The benefits of radiant heating include:
- Better efficiency: Since radiant sources heat directly, they can provide sufficient comfort even with the thermostat set at a lower level.
- Reduced costs: Since radiant heating can be effective at lower thermostat settings, less energy is used and heating costs are reduced.
- Clean and quiet operation: There are no noisy fans, blowers, or other system components in a radiant system. A radiant system does not burn fuel and produce any type of exhaust gases or harmful emissions.
- Improved aesthetics and interior design options: Since there are no ducts, vents, registers, or other features common to furnaces and heat pumps, radiant heating gives business owners more flexibility in the use of their available floor space. There are no intrusive or unsightly HVAC system components to interfere with interior design.

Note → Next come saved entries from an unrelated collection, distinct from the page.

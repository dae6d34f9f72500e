//! Block padding schemes.

use alloc::vec::Vec;

use crate::errors::Result;

/// Padding scheme used to align data to a cipher's block size.
pub trait Padding {
    /// Pad `buf` up to a block boundary.
    ///
    /// The result never shares storage with `buf`.
    fn pad(&self, buf: &[u8]) -> Vec<u8>;

    /// Strip the padding from `buf`.
    ///
    /// The result is a prefix of `buf`.
    fn unpad<'a>(&self, buf: &'a [u8]) -> Result<&'a [u8]>;
}

impl<P: Padding + ?Sized> Padding for &P {
    fn pad(&self, buf: &[u8]) -> Vec<u8> {
        (**self).pad(buf)
    }

    fn unpad<'a>(&self, buf: &'a [u8]) -> Result<&'a [u8]> {
        (**self).unpad(buf)
    }
}
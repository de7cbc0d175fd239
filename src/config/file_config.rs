use anyhow::{Context, Result};
use serde::Deserialize;
use std::path::Path;

#[derive(Debug, Deserialize, Default)]
#[serde(default)]
pub struct FileConfig {
    // Core settings (can override CLI)
    pub db_path: Option<String>,
    pub api_base_url: Option<String>,
    pub token_url: Option<String>,
    pub client_id: Option<String>,
    pub client_secret: Option<String>,
    pub request_timeout_sec: Option<u64>,

    // Feature configs
    pub ingestion: Option<IngestionFileConfig>,
}

#[derive(Debug, Deserialize, Default, Clone)]
#[serde(default)]
pub struct IngestionFileConfig {
    pub page_size: Option<u32>,
    pub album_chunk_size: Option<usize>,
    pub track_chunk_size: Option<usize>,
}

impl FileConfig {
    pub fn load(path: &Path) -> Result<Self> {
        let content = std::fs::read_to_string(path)
            .with_context(|| format!("Failed to read config file: {:?}", path))?;
        Self::parse(&content).with_context(|| format!("Failed to parse config file: {:?}", path))
    }

    pub fn parse(content: &str) -> Result<Self> {
        Ok(toml::from_str(content)?)
    }
}
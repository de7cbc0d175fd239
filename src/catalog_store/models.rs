//! Catalog models.
//!
//! Two families of types live here:
//! - `*Record` types describe catalog data as it arrives from the catalog
//!   client, before it is merged into the store.
//! - `Artist`, `Album`, `Track` and `Playlist` are the stored entities, fully
//!   assembled with their relationships.

use super::error::{StoreError, StoreResult};
use chrono::NaiveDate;
use serde::{Deserialize, Serialize};
use std::fmt;

// =============================================================================
// Enumerations
// =============================================================================

/// Album type classification
#[derive(Clone, Copy, Debug, Serialize, Deserialize, PartialEq, Eq, Hash)]
#[serde(rename_all = "snake_case")]
pub enum AlbumType {
    Album,
    Single,
    Compilation,
    AppearsOn,
}

impl AlbumType {
    /// Convert from database (and catalog) string representation
    pub fn from_db_str(s: &str) -> StoreResult<Self> {
        match s {
            "album" => Ok(AlbumType::Album),
            "single" => Ok(AlbumType::Single),
            "compilation" => Ok(AlbumType::Compilation),
            "appears_on" => Ok(AlbumType::AppearsOn),
            other => Err(StoreError::UnknownAlbumType(other.to_string())),
        }
    }

    /// Convert to database string representation
    pub fn to_db_str(&self) -> &'static str {
        match self {
            AlbumType::Album => "album",
            AlbumType::Single => "single",
            AlbumType::Compilation => "compilation",
            AlbumType::AppearsOn => "appears_on",
        }
    }

    /// Lower rank wins when the same track name recurs across release types.
    pub fn precedence_rank(&self) -> u8 {
        match self {
            AlbumType::Album => 0,
            AlbumType::Single => 1,
            AlbumType::Compilation => 2,
            AlbumType::AppearsOn => 3,
        }
    }

    /// Album and compilation releases supersede singles.
    pub fn is_full_release(&self) -> bool {
        matches!(self, AlbumType::Album | AlbumType::Compilation)
    }
}

impl fmt::Display for AlbumType {
    fn fmt(&self, f: &mut fmt::Formatter<'_>) -> fmt::Result {
        f.write_str(self.to_db_str())
    }
}

/// Precision of a release date as reported by the catalog.
#[derive(Clone, Copy, Debug, Serialize, Deserialize, PartialEq, Eq)]
#[serde(rename_all = "snake_case")]
pub enum ReleaseDatePrecision {
    Day,
    Month,
    Year,
}

impl ReleaseDatePrecision {
    pub fn from_db_str(s: &str) -> StoreResult<Self> {
        match s {
            "day" => Ok(ReleaseDatePrecision::Day),
            "month" => Ok(ReleaseDatePrecision::Month),
            "year" => Ok(ReleaseDatePrecision::Year),
            other => Err(StoreError::UnknownPrecision(other.to_string())),
        }
    }

    pub fn to_db_str(&self) -> &'static str {
        match self {
            ReleaseDatePrecision::Day => "day",
            ReleaseDatePrecision::Month => "month",
            ReleaseDatePrecision::Year => "year",
        }
    }
}

/// Pads a release date to day precision: `2022-10` (month) becomes
/// `2022-10-01`, `2022` (year) becomes `2022-01-01`.
pub fn normalize_release_date(raw: &str, precision: ReleaseDatePrecision) -> StoreResult<String> {
    let padded = match precision {
        ReleaseDatePrecision::Day => raw.to_string(),
        ReleaseDatePrecision::Month => format!("{}-01", raw),
        ReleaseDatePrecision::Year => format!("{}-01-01", raw),
    };
    NaiveDate::parse_from_str(&padded, "%Y-%m-%d")
        .map(|date| date.format("%Y-%m-%d").to_string())
        .map_err(|_| StoreError::InvalidReleaseDate {
            value: raw.to_string(),
            precision: precision.to_db_str().to_string(),
        })
}

/// A release date already normalized to day precision (`YYYY-MM-DD`), so
/// that string order is chronological order.
#[derive(Clone, Debug, Serialize, Deserialize, PartialEq, Eq, PartialOrd, Ord, Hash)]
pub struct ReleaseDate(String);

impl ReleaseDate {
    pub fn new(raw: &str, precision: ReleaseDatePrecision) -> StoreResult<Self> {
        normalize_release_date(raw, precision).map(ReleaseDate)
    }

    /// Wraps a value read back from the store, which is always day precision.
    pub(crate) fn from_stored(value: String) -> Self {
        ReleaseDate(value)
    }

    pub fn as_str(&self) -> &str {
        &self.0
    }
}

impl fmt::Display for ReleaseDate {
    fn fmt(&self, f: &mut fmt::Formatter<'_>) -> fmt::Result {
        f.write_str(&self.0)
    }
}

// =============================================================================
// Incoming records
// =============================================================================

#[derive(Clone, Debug, Serialize, Deserialize, PartialEq, Eq)]
pub struct ArtistRecord {
    pub id: String,
    pub name: String,
    pub artwork_url: Option<String>,
}

#[derive(Clone, Debug, Serialize, Deserialize, PartialEq, Eq)]
pub struct AlbumRecord {
    pub id: String,
    pub name: String,
    pub album_type: AlbumType,
    pub total_tracks: u32,
    pub release_date: ReleaseDate,
    pub artwork_url: Option<String>,
    pub artists: Vec<ArtistRecord>,
}

#[derive(Clone, Debug, Serialize, Deserialize, PartialEq, Eq)]
pub struct TrackRecord {
    pub id: String,
    pub name: String,
    pub disc_number: u32,
    pub track_number: u32,
    pub explicit: bool,
    pub hidden: bool,
    pub album: AlbumRecord,
    pub artists: Vec<ArtistRecord>,
}

impl TrackRecord {
    pub fn has_artist(&self, artist_id: &str) -> bool {
        self.artists.iter().any(|a| a.id == artist_id)
    }

    pub fn has_album_artist(&self, artist_id: &str) -> bool {
        self.album.artists.iter().any(|a| a.id == artist_id)
    }

    /// `name by artists`, or `name from album (album artists) by artists`.
    pub fn description(&self, with_album: bool) -> String {
        describe(
            &self.name,
            &self.album.name,
            self.album.artists.iter().map(|a| a.name.as_str()),
            self.artists.iter().map(|a| a.name.as_str()),
            with_album,
        )
    }
}

/// A playlist entry; `position` is 1-based and unique within the playlist.
#[derive(Clone, Debug, Serialize, Deserialize, PartialEq, Eq)]
pub struct PlaylistItem {
    pub position: u32,
    pub track: TrackRecord,
}

#[derive(Clone, Debug, Serialize, Deserialize, PartialEq, Eq)]
pub struct PlaylistRecord {
    pub id: String,
    pub name: String,
    pub artwork_url: Option<String>,
    pub items: Vec<PlaylistItem>,
}

// =============================================================================
// Stored entities
// =============================================================================

/// Artist entity
#[derive(Clone, Debug, Serialize, Deserialize, PartialEq, Eq)]
pub struct Artist {
    pub id: String,
    pub name: String,
    pub artwork_url: Option<String>,
    /// Followed artists are re-ingested by `refresh`.
    pub follow: bool,
    pub hidden: bool,
}

/// Album entity with its artists
#[derive(Clone, Debug, Serialize, Deserialize, PartialEq, Eq)]
pub struct Album {
    pub id: String,
    pub name: String,
    pub album_type: AlbumType,
    pub total_tracks: u32,
    pub release_date: String,
    pub artwork_url: Option<String>,
    pub hidden: bool,
    pub artists: Vec<Artist>,
}

/// Track entity with its album and artists
#[derive(Clone, Debug, Serialize, Deserialize, PartialEq, Eq)]
pub struct Track {
    pub id: String,
    pub name: String,
    pub disc_number: u32,
    pub track_number: u32,
    pub hidden: bool,
    pub explicit: bool,
    pub album: Album,
    pub artists: Vec<Artist>,
}

impl Track {
    pub fn has_artist(&self, artist_id: &str) -> bool {
        self.artists.iter().any(|a| a.id == artist_id)
    }

    pub fn description(&self, with_album: bool) -> String {
        describe(
            &self.name,
            &self.album.name,
            self.album.artists.iter().map(|a| a.name.as_str()),
            self.artists.iter().map(|a| a.name.as_str()),
            with_album,
        )
    }
}

/// Playlist entity; `tracks` is in playlist order.
#[derive(Clone, Debug, Serialize, Deserialize, PartialEq, Eq)]
pub struct Playlist {
    pub id: String,
    pub name: String,
    pub artwork_url: Option<String>,
    pub tracks: Vec<Track>,
}

// =============================================================================
// Conversions back to records
// =============================================================================

impl From<&Artist> for ArtistRecord {
    fn from(artist: &Artist) -> Self {
        ArtistRecord {
            id: artist.id.clone(),
            name: artist.name.clone(),
            artwork_url: artist.artwork_url.clone(),
        }
    }
}

impl From<&Album> for AlbumRecord {
    fn from(album: &Album) -> Self {
        AlbumRecord {
            id: album.id.clone(),
            name: album.name.clone(),
            album_type: album.album_type,
            total_tracks: album.total_tracks,
            release_date: ReleaseDate::from_stored(album.release_date.clone()),
            artwork_url: album.artwork_url.clone(),
            artists: album.artists.iter().map(ArtistRecord::from).collect(),
        }
    }
}

impl From<&Track> for TrackRecord {
    fn from(track: &Track) -> Self {
        TrackRecord {
            id: track.id.clone(),
            name: track.name.clone(),
            disc_number: track.disc_number,
            track_number: track.track_number,
            explicit: track.explicit,
            hidden: track.hidden,
            album: AlbumRecord::from(&track.album),
            artists: track.artists.iter().map(ArtistRecord::from).collect(),
        }
    }
}

fn describe<'a>(
    name: &str,
    album_name: &str,
    album_artists: impl Iterator<Item = &'a str>,
    artists: impl Iterator<Item = &'a str>,
    with_album: bool,
) -> String {
    let mut description = name.to_string();
    if with_album {
        let album_artists: Vec<&str> = album_artists.collect();
        description.push_str(&format!(" from {} ({})", album_name, album_artists.join("; ")));
    }
    let artists: Vec<&str> = artists.collect();
    description.push_str(&format!(" by {}", artists.join("; ")));
    description
}
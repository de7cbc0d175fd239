use thiserror::Error;

/// Failures talking to the catalog Web API. All of them abort the current
/// ingestion unit; nothing is retried.
#[derive(Debug, Error)]
pub enum ClientError {
    #[error("HTTP error: {0}")]
    Http(#[from] reqwest::Error),

    #[error("Request to {url} failed with status {status}")]
    Status { url: String, status: u16 },

    #[error("Authentication rejected with status {0}")]
    Auth(u16),

    #[error("Rate limited by the catalog API (retry after {retry_after:?}s)")]
    RateLimited { retry_after: Option<u64> },

    #[error("Failed to decode response from {url}: {source}")]
    Decode {
        url: String,
        #[source]
        source: serde_json::Error,
    },

    #[error("{kind} '{id}' not found")]
    NotFound { kind: &'static str, id: String },

    #[error("Invalid {kind} record '{id}': {reason}")]
    InvalidRecord {
        kind: &'static str,
        id: String,
        reason: String,
    },
}

pub type ClientResult<T> = Result<T, ClientError>;
// =============================================================================
// Row parsing
// =============================================================================

fn album_type_column(row: &rusqlite::Row, idx: usize) -> rusqlite::Result<AlbumType> {
    let value: String = row.get(idx)?;
    AlbumType::from_db_str(&value)
        .map_err(|e| rusqlite::Error::FromSqlConversionFailure(idx, Type::Text, Box::new(e)))
}

fn parse_artist_row(row: &rusqlite::Row) -> rusqlite::Result<Artist> {
    Ok(Artist {
        id: row.get(0)?,
        name: row.get(1)?,
        artwork_url: row.get(2)?,
        follow: row.get(3)?,
        hidden: row.get(4)?,
    })
}

fn parse_album_row(row: &rusqlite::Row) -> rusqlite::Result<Album> {
    Ok(Album {
        id: row.get(0)?,
        name: row.get(1)?,
        album_type: album_type_column(row, 2)?,
        total_tracks: row.get(3)?,
        release_date: row.get(4)?,
        artwork_url: row.get(5)?,
        hidden: row.get(6)?,
        artists: Vec::new(),
    })
}

fn missing_row() -> StoreError {
    StoreError::Database(rusqlite::Error::QueryReturnedNoRows)
}

// =============================================================================
// Reads
// =============================================================================

fn exists(conn: &Connection, table: &str, id: &str) -> StoreResult<bool> {
    let exists: bool = conn.query_row(
        &format!("SELECT EXISTS(SELECT 1 FROM {} WHERE id = ?1)", table),
        params![id],
        |r| r.get(0),
    )?;
    Ok(exists)
}

fn query_ids<P: Params>(conn: &Connection, sql: &str, params: P) -> StoreResult<Vec<String>> {
    let mut stmt = conn.prepare_cached(sql)?;
    let ids = stmt
        .query_map(params, |r| r.get::<_, String>(0))?
        .collect::<Result<Vec<_>, _>>()?;
    Ok(ids)
}

fn load_artists<P: Params>(conn: &Connection, sql: &str, params: P) -> StoreResult<Vec<Artist>> {
    let mut stmt = conn.prepare_cached(sql)?;
    let artists = stmt
        .query_map(params, parse_artist_row)?
        .collect::<Result<Vec<_>, _>>()?;
    Ok(artists)
}

fn load_artist(conn: &Connection, id: &str) -> StoreResult<Option<Artist>> {
    match conn.query_row(
        "SELECT id, name, artwork_url, follow, hidden FROM artists WHERE id = ?1",
        params![id],
        parse_artist_row,
    ) {
        Ok(artist) => Ok(Some(artist)),
        Err(rusqlite::Error::QueryReturnedNoRows) => Ok(None),
        Err(e) => Err(e.into()),
    }
}

fn load_album(conn: &Connection, id: &str) -> StoreResult<Option<Album>> {
    let mut album = match conn.query_row(
        "SELECT id, name, album_type, total_tracks, release_date, artwork_url, hidden
         FROM albums WHERE id = ?1",
        params![id],
        parse_album_row,
    ) {
        Ok(album) => album,
        Err(rusqlite::Error::QueryReturnedNoRows) => return Ok(None),
        Err(e) => return Err(e.into()),
    };
    album.artists = load_artists(
        conn,
        "SELECT ar.id, ar.name, ar.artwork_url, ar.follow, ar.hidden
         FROM album_artists aa
         INNER JOIN artists ar ON ar.id = aa.artist_id
         WHERE aa.album_id = ?1
         ORDER BY aa.artist_index",
        params![id],
    )?;
    Ok(Some(album))
}

fn load_track(conn: &Connection, id: &str) -> StoreResult<Option<Track>> {
    let row = conn.query_row(
        "SELECT id, album_id, name, disc_number, track_number, hidden, explicit
         FROM tracks WHERE id = ?1",
        params![id],
        |r| {
            Ok((
                r.get::<_, String>(0)?,
                r.get::<_, String>(1)?,
                r.get::<_, String>(2)?,
                r.get::<_, u32>(3)?,
                r.get::<_, u32>(4)?,
                r.get::<_, bool>(5)?,
                r.get::<_, bool>(6)?,
            ))
        },
    );
    let (id, album_id, name, disc_number, track_number, hidden, explicit) = match row {
        Ok(row) => row,
        Err(rusqlite::Error::QueryReturnedNoRows) => return Ok(None),
        Err(e) => return Err(e.into()),
    };

    let album = load_album(conn, &album_id)?.ok_or_else(missing_row)?;
    let artists = load_artists(
        conn,
        "SELECT ar.id, ar.name, ar.artwork_url, ar.follow, ar.hidden
         FROM track_artists ta
         INNER JOIN artists ar ON ar.id = ta.artist_id
         WHERE ta.track_id = ?1
         ORDER BY ta.artist_index",
        params![&id],
    )?;

    Ok(Some(Track {
        id,
        name,
        disc_number,
        track_number,
        hidden,
        explicit,
        album,
        artists,
    }))
}

fn load_tracks<P: Params>(conn: &Connection, sql: &str, params: P) -> StoreResult<Vec<Track>> {
    let mut tracks = Vec::new();
    for id in query_ids(conn, sql, params)? {
        if let Some(track) = load_track(conn, &id)? {
            tracks.push(track);
        }
    }
    Ok(tracks)
}

fn load_playlist(conn: &Connection, id: &str) -> StoreResult<Option<Playlist>> {
    let (id, name, artwork_url) = match conn.query_row(
        "SELECT id, name, artwork_url FROM playlists WHERE id = ?1",
        params![id],
        |r| {
            Ok((
                r.get::<_, String>(0)?,
                r.get::<_, String>(1)?,
                r.get::<_, Option<String>>(2)?,
            ))
        },
    ) {
        Ok(row) => row,
        Err(rusqlite::Error::QueryReturnedNoRows) => return Ok(None),
        Err(e) => return Err(e.into()),
    };

    let tracks = load_tracks(
        conn,
        "SELECT track_id FROM playlist_tracks WHERE playlist_id = ?1 ORDER BY track_order",
        params![&id],
    )?;

    Ok(Some(Playlist {
        id,
        name,
        artwork_url,
        tracks,
    }))
}

// =============================================================================
// Writes
// =============================================================================

fn upsert_artist_inner(
    conn: &Connection,
    record: &ArtistRecord,
    hidden: bool,
    follow: bool,
    replace: bool,
) -> StoreResult<Artist> {
    let existing = load_artist(conn, &record.id)?;
    if resolve(existing.as_ref(), record, replace) == Resolution::Keep {
        if let Some(artist) = existing {
            return Ok(artist);
        }
    }

    conn.execute(
        "INSERT INTO artists (id, name, artwork_url, follow, hidden) VALUES (?1, ?2, ?3, ?4, ?5)
         ON CONFLICT(id) DO UPDATE SET
             name = excluded.name,
             artwork_url = COALESCE(excluded.artwork_url, artists.artwork_url),
             follow = excluded.follow,
             hidden = excluded.hidden",
        params![&record.id, &record.name, &record.artwork_url, follow, hidden],
    )?;
    debug!("Stored artist {} ({})", record.name, record.id);

    load_artist(conn, &record.id)?.ok_or_else(missing_row)
}
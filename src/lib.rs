//! Melody Catalog Library
//!
//! Local cache of a music catalog and the reconciliation engine that merges
//! freshly fetched catalog data into it.

pub mod catalog_client;
pub mod catalog_store;
pub mod config;
pub mod ingestion;
pub mod reconciliation;
pub mod sqlite_persistence;

// Re-export commonly used types for convenience
pub use catalog_client::{CatalogClient, WebApiClient};
pub use catalog_store::{CatalogStore, SqliteCatalogStore};
pub use ingestion::Ingestor;
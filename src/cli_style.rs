use clap::builder::styling::{AnsiColor, Color, Style};
use clap::builder::Styles;
use crossterm::style::{Attribute, Stylize};
use melody_catalog::catalog_store::{Album, Artist, Playlist, Track};
use unicode_width::UnicodeWidthStr;

// ═══════════════════════════════════════════════════════════════════════════════
// Clap Styles
// ═══════════════════════════════════════════════════════════════════════════════

pub fn get_styles() -> Styles {
    let heading = Style::new()
        .bold()
        .underline()
        .fg_color(Some(Color::Ansi(AnsiColor::Magenta)));
    let good = Style::new()
        .bold()
        .fg_color(Some(Color::Ansi(AnsiColor::Green)));
    let bad = Style::new()
        .bold()
        .fg_color(Some(Color::Ansi(AnsiColor::Red)));

    Styles::styled()
        .usage(heading)
        .header(heading)
        .literal(good)
        .invalid(bad)
        .error(bad)
        .valid(good)
        .placeholder(Style::new().fg_color(Some(Color::Ansi(AnsiColor::BrightBlack))))
}

// ═══════════════════════════════════════════════════════════════════════════════
// Color Palette
// ═══════════════════════════════════════════════════════════════════════════════

pub mod colors {
    use crossterm::style::Color;

    pub const MAGENTA: Color = Color::Rgb {
        r: 255,
        g: 0,
        b: 255,
    };
    pub const GREEN: Color = Color::Rgb {
        r: 0,
        g: 255,
        b: 136,
    };
    pub const ORANGE: Color = Color::Rgb {
        r: 255,
        g: 165,
        b: 0,
    };
    pub const RED: Color = Color::Rgb {
        r: 255,
        g: 85,
        b: 85,
    };
    pub const DIM: Color = Color::Rgb {
        r: 128,
        g: 128,
        b: 128,
    };
    pub const WHITE: Color = Color::Rgb {
        r: 255,
        g: 255,
        b: 255,
    };
}

mod box_chars {
    pub const SINGLE_HORIZONTAL: &str = "─";
    pub const SINGLE_VERTICAL: &str = "│";
    pub const ROUND_TOP_LEFT: &str = "╭";
    pub const ROUND_TOP_RIGHT: &str = "╮";
    pub const ROUND_BOTTOM_LEFT: &str = "╰";
    pub const ROUND_BOTTOM_RIGHT: &str = "╯";
    pub const T_LEFT: &str = "├";
    pub const T_RIGHT: &str = "┤";
    pub const T_TOP: &str = "┬";
    pub const T_BOTTOM: &str = "┴";
    pub const CROSS: &str = "┼";
    pub const BULLET_EMPTY: &str = "○";
    pub const CHECK: &str = "✓";
    pub const CROSS_MARK: &str = "✗";
}

// ═══════════════════════════════════════════════════════════════════════════════
// Status Indicators
// ═══════════════════════════════════════════════════════════════════════════════

pub fn print_success(message: &str) {
    println!(
        " {} {}",
        box_chars::CHECK.with(colors::GREEN).bold(),
        message.with(colors::GREEN)
    );
}

pub fn print_error(message: &str) {
    eprintln!(
        " {} {}",
        box_chars::CROSS_MARK.with(colors::RED).bold(),
        message.with(colors::RED)
    );
}

pub fn print_warning(message: &str) {
    println!(
        " {} {}",
        "⚠".with(colors::ORANGE).bold(),
        message.with(colors::ORANGE)
    );
}

pub fn print_empty_list(message: &str) {
    println!(
        "  {} {}",
        box_chars::BULLET_EMPTY.with(colors::DIM),
        message.with(colors::DIM).attribute(Attribute::Italic)
    );
}

// ═══════════════════════════════════════════════════════════════════════════════
// Table Display
// ═══════════════════════════════════════════════════════════════════════════════

/// Box-drawn table. Rows flagged as dimmed (hidden entities) print in grey.
pub struct TableBuilder {
    headers: Vec<String>,
    rows: Vec<(Vec<String>, bool)>,
    col_widths: Vec<usize>,
}

impl TableBuilder {
    pub fn new(headers: &[&str]) -> Self {
        TableBuilder {
            headers: headers.iter().map(|h| h.to_string()).collect(),
            rows: Vec::new(),
            col_widths: headers.iter().map(|h| h.width()).collect(),
        }
    }

    pub fn add_row(&mut self, row: Vec<String>, dimmed: bool) {
        for (i, cell) in row.iter().enumerate() {
            if i < self.col_widths.len() {
                self.col_widths[i] = self.col_widths[i].max(cell.width());
            }
        }
        self.rows.push((row, dimmed));
    }

    pub fn is_empty(&self) -> bool {
        self.rows.is_empty()
    }

    fn border(&self, left: &str, join: &str, right: &str) {
        let line = self
            .col_widths
            .iter()
            .map(|width| box_chars::SINGLE_HORIZONTAL.repeat(width + 2))
            .collect::<Vec<_>>()
            .join(join);
        println!("{}", format!("{}{}{}", left, line, right).with(colors::MAGENTA));
    }

    pub fn print(&self) {
        let bar = box_chars::SINGLE_VERTICAL.with(colors::MAGENTA);

        self.border(
            box_chars::ROUND_TOP_LEFT,
            box_chars::T_TOP,
            box_chars::ROUND_TOP_RIGHT,
        );
        print!("{}", bar);
        for (header, width) in self.headers.iter().zip(&self.col_widths) {
            let padding = width.saturating_sub(header.width());
            print!(
                " {}{} {}",
                header.as_str().with(colors::MAGENTA).bold(),
                " ".repeat(padding),
                bar
            );
        }
        println!();
        self.border(box_chars::T_LEFT, box_chars::CROSS, box_chars::T_RIGHT);

        for (row, dimmed) in &self.rows {
            let color = if *dimmed { colors::DIM } else { colors::WHITE };
            print!("{}", bar);
            for (i, width) in self.col_widths.iter().enumerate() {
                let cell = row.get(i).map(String::as_str).unwrap_or("");
                let padding = width.saturating_sub(cell.width());
                print!(" {}{} {}", cell.with(color), " ".repeat(padding), bar);
            }
            println!();
        }

        self.border(
            box_chars::ROUND_BOTTOM_LEFT,
            box_chars::T_BOTTOM,
            box_chars::ROUND_BOTTOM_RIGHT,
        );
    }
}

// ═══════════════════════════════════════════════════════════════════════════════
// Catalog Listings
// ═══════════════════════════════════════════════════════════════════════════════

fn names(artists: &[Artist]) -> String {
    artists
        .iter()
        .map(|a| a.name.as_str())
        .collect::<Vec<_>>()
        .join(", ")
}

fn print_table(table: &TableBuilder, empty: &str) {
    if table.is_empty() {
        print_empty_list(empty);
    } else {
        table.print();
    }
}

pub fn print_tracks(tracks: &[Track]) {
    let mut table = TableBuilder::new(&["ID", "Track", "Artists", "#", "Album", "Released"]);
    for track in tracks {
        table.add_row(
            vec![
                track.id.clone(),
                track.name.clone(),
                names(&track.artists),
                track.track_number.to_string(),
                track.album.name.clone(),
                track.album.release_date.clone(),
            ],
            track.hidden,
        );
    }
    print_table(&table, "No tracks");
}

pub fn print_albums(albums: &[Album]) {
    let mut table = TableBuilder::new(&["ID", "Album", "Type", "Artists", "Tracks", "Released"]);
    for album in albums {
        table.add_row(
            vec![
                album.id.clone(),
                album.name.clone(),
                album.album_type.to_string(),
                names(&album.artists),
                album.total_tracks.to_string(),
                album.release_date.clone(),
            ],
            album.hidden,
        );
    }
    print_table(&table, "No albums");
}

pub fn print_artists(artists: &[Artist]) {
    let mut table = TableBuilder::new(&["ID", "Artist", "Following"]);
    for artist in artists {
        let follow = if artist.follow { "yes" } else { "no" };
        table.add_row(
            vec![artist.id.clone(), artist.name.clone(), follow.to_string()],
            artist.hidden,
        );
    }
    print_table(&table, "No artists");
}

pub fn print_playlist(playlist: &Playlist) {
    println!(
        "{} {}",
        playlist.name.as_str().with(colors::MAGENTA).bold(),
        format!("({})", playlist.id).with(colors::DIM)
    );
    let mut table = TableBuilder::new(&["#", "ID", "Track", "Artists", "Album"]);
    for (i, track) in playlist.tracks.iter().enumerate() {
        table.add_row(
            vec![
                (i + 1).to_string(),
                track.id.clone(),
                track.name.clone(),
                names(&track.artists),
                track.album.name.clone(),
            ],
            track.hidden,
        );
    }
    print_table(&table, "Empty playlist");
}

pub fn print_playlists(playlists: &[Playlist]) {
    let mut table = TableBuilder::new(&["ID", "Playlist", "Tracks"]);
    for playlist in playlists {
        table.add_row(
            vec![
                playlist.id.clone(),
                playlist.name.clone(),
                playlist.tracks.len().to_string(),
            ],
            false,
        );
    }
    print_table(&table, "No playlists");
}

The heat from a radiant system comes from electric cables, warm air or hot-water tubing installed directly in the floor or other location. Hydronic or water-based radiant heating, using hot water produced by a boiler, is the most frequently used.
Choosing the type of system that best suits your commercial space depends largely on the space itself and how the space will be used. Here’s an overview of the three primary types of radiant heating systems:
- Electric panels: These panels easily and quickly mount to the ceiling (or sometimes walls), making it easy to connect them to the existing electricity supply. Further, businesses can add panels as they grow within the space. Optional sensors or timers may be utilized to further enhance efficiency, allowing the radiant panel heat to turn on only when the space is occupied. Low-intensity panels weigh very little, and will generally support themselves when attached to a metal frame. High-intensity panels require more intensive installation steps.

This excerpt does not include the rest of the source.